*** DATA SECTION
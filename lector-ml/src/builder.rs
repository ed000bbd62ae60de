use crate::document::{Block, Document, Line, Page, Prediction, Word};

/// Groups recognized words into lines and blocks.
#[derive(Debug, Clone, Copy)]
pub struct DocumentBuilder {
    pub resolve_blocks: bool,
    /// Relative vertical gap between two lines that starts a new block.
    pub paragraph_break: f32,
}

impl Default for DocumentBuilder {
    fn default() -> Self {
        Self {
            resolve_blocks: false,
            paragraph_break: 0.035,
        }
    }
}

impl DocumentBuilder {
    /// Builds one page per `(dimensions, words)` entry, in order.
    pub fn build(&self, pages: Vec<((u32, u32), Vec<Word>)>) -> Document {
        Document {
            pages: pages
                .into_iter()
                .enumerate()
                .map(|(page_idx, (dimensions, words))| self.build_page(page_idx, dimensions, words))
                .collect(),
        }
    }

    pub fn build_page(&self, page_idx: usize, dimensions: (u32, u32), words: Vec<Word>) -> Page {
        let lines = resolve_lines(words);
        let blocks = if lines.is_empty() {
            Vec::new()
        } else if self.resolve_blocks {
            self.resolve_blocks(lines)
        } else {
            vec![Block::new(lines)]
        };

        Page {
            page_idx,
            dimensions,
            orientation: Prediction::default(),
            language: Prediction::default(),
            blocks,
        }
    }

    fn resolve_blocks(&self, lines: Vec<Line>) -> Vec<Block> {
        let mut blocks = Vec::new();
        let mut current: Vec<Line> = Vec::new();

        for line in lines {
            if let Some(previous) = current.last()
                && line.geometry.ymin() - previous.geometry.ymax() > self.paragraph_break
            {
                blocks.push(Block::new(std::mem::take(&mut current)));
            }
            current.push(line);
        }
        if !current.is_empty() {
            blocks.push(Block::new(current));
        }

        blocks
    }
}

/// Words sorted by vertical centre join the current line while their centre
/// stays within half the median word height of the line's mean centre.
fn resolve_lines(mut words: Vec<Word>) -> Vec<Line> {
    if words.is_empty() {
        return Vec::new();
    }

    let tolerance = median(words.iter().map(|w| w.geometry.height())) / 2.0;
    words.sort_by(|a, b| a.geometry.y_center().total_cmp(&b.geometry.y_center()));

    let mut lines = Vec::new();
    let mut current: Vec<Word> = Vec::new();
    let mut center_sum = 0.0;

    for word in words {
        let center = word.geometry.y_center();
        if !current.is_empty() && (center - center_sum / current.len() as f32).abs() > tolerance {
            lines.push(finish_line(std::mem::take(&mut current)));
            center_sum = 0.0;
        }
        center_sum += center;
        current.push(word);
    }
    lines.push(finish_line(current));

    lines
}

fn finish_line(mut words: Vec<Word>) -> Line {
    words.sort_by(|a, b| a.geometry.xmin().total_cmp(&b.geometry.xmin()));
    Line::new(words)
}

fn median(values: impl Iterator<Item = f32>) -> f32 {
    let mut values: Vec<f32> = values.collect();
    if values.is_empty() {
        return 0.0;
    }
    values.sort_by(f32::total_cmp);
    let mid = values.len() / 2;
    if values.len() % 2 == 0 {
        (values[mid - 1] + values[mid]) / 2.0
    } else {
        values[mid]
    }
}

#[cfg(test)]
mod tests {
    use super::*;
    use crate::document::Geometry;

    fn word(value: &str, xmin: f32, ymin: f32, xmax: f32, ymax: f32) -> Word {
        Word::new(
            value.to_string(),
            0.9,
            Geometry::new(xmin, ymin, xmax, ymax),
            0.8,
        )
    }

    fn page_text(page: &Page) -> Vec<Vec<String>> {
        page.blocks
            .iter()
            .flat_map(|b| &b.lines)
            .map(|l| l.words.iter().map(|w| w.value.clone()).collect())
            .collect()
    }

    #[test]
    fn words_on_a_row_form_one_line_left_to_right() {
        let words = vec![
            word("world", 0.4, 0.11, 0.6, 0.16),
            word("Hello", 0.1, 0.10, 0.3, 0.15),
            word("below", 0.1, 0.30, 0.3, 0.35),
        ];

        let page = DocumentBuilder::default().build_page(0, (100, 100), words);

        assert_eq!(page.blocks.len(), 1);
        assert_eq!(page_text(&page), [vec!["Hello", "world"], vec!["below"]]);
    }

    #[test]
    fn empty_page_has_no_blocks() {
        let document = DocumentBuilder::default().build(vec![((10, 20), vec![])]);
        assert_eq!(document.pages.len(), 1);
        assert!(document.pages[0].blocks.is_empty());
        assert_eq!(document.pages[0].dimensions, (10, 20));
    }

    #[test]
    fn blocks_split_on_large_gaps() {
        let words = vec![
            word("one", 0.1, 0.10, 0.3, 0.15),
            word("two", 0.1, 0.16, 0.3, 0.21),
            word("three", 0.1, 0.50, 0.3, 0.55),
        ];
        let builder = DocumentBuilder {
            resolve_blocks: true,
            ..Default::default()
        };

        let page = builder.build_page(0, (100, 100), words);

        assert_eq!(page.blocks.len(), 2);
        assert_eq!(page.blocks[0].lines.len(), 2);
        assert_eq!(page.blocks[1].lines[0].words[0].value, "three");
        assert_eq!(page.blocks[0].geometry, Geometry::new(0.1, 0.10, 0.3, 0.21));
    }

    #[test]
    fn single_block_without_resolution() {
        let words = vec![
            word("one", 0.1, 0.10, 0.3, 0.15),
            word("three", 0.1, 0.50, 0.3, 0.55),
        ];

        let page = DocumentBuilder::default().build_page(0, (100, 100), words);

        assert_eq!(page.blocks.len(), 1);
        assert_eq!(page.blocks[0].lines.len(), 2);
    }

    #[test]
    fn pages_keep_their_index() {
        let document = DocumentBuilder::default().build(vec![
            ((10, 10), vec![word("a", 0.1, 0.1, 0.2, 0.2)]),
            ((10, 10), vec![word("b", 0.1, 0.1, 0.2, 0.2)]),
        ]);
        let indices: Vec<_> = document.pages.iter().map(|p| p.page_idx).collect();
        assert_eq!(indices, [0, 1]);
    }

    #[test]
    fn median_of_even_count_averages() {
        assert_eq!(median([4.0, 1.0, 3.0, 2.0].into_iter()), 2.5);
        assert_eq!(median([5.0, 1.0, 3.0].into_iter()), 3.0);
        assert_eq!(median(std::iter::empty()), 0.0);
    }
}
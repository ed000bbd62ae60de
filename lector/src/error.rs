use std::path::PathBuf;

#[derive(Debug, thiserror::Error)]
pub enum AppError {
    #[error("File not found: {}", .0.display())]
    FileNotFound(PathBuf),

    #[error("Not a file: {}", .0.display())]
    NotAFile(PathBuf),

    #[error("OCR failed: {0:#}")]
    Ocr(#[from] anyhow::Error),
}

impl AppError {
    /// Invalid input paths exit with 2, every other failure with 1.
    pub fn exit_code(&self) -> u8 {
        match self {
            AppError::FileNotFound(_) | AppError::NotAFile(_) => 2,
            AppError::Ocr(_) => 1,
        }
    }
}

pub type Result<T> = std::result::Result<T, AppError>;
******
### YOUR OBJECTIVE
Output the lines above between the one holding "pub fn build(&self, pages: Vec<((u32, u32), Vec<Word>)>)" and the one holding "let lines = resolve_lines(words);", inclusive, with nothing before or after them.

### ANSWER AREA
    pub fn build(&self, pages: Vec<((u32, u32), Vec<Word>)>) -> Document {
        Document {
            pages: pages
                .into_iter()
                .enumerate()
                .map(|(page_idx, (dimensions, words))| self.build_page(page_idx, dimensions, words))
                .collect(),
        }
    }

    pub fn build_page(&self, page_idx: usize, dimensions: (u32, u32), words: Vec<Word>) -> Page {
        let lines = resolve_lines(words);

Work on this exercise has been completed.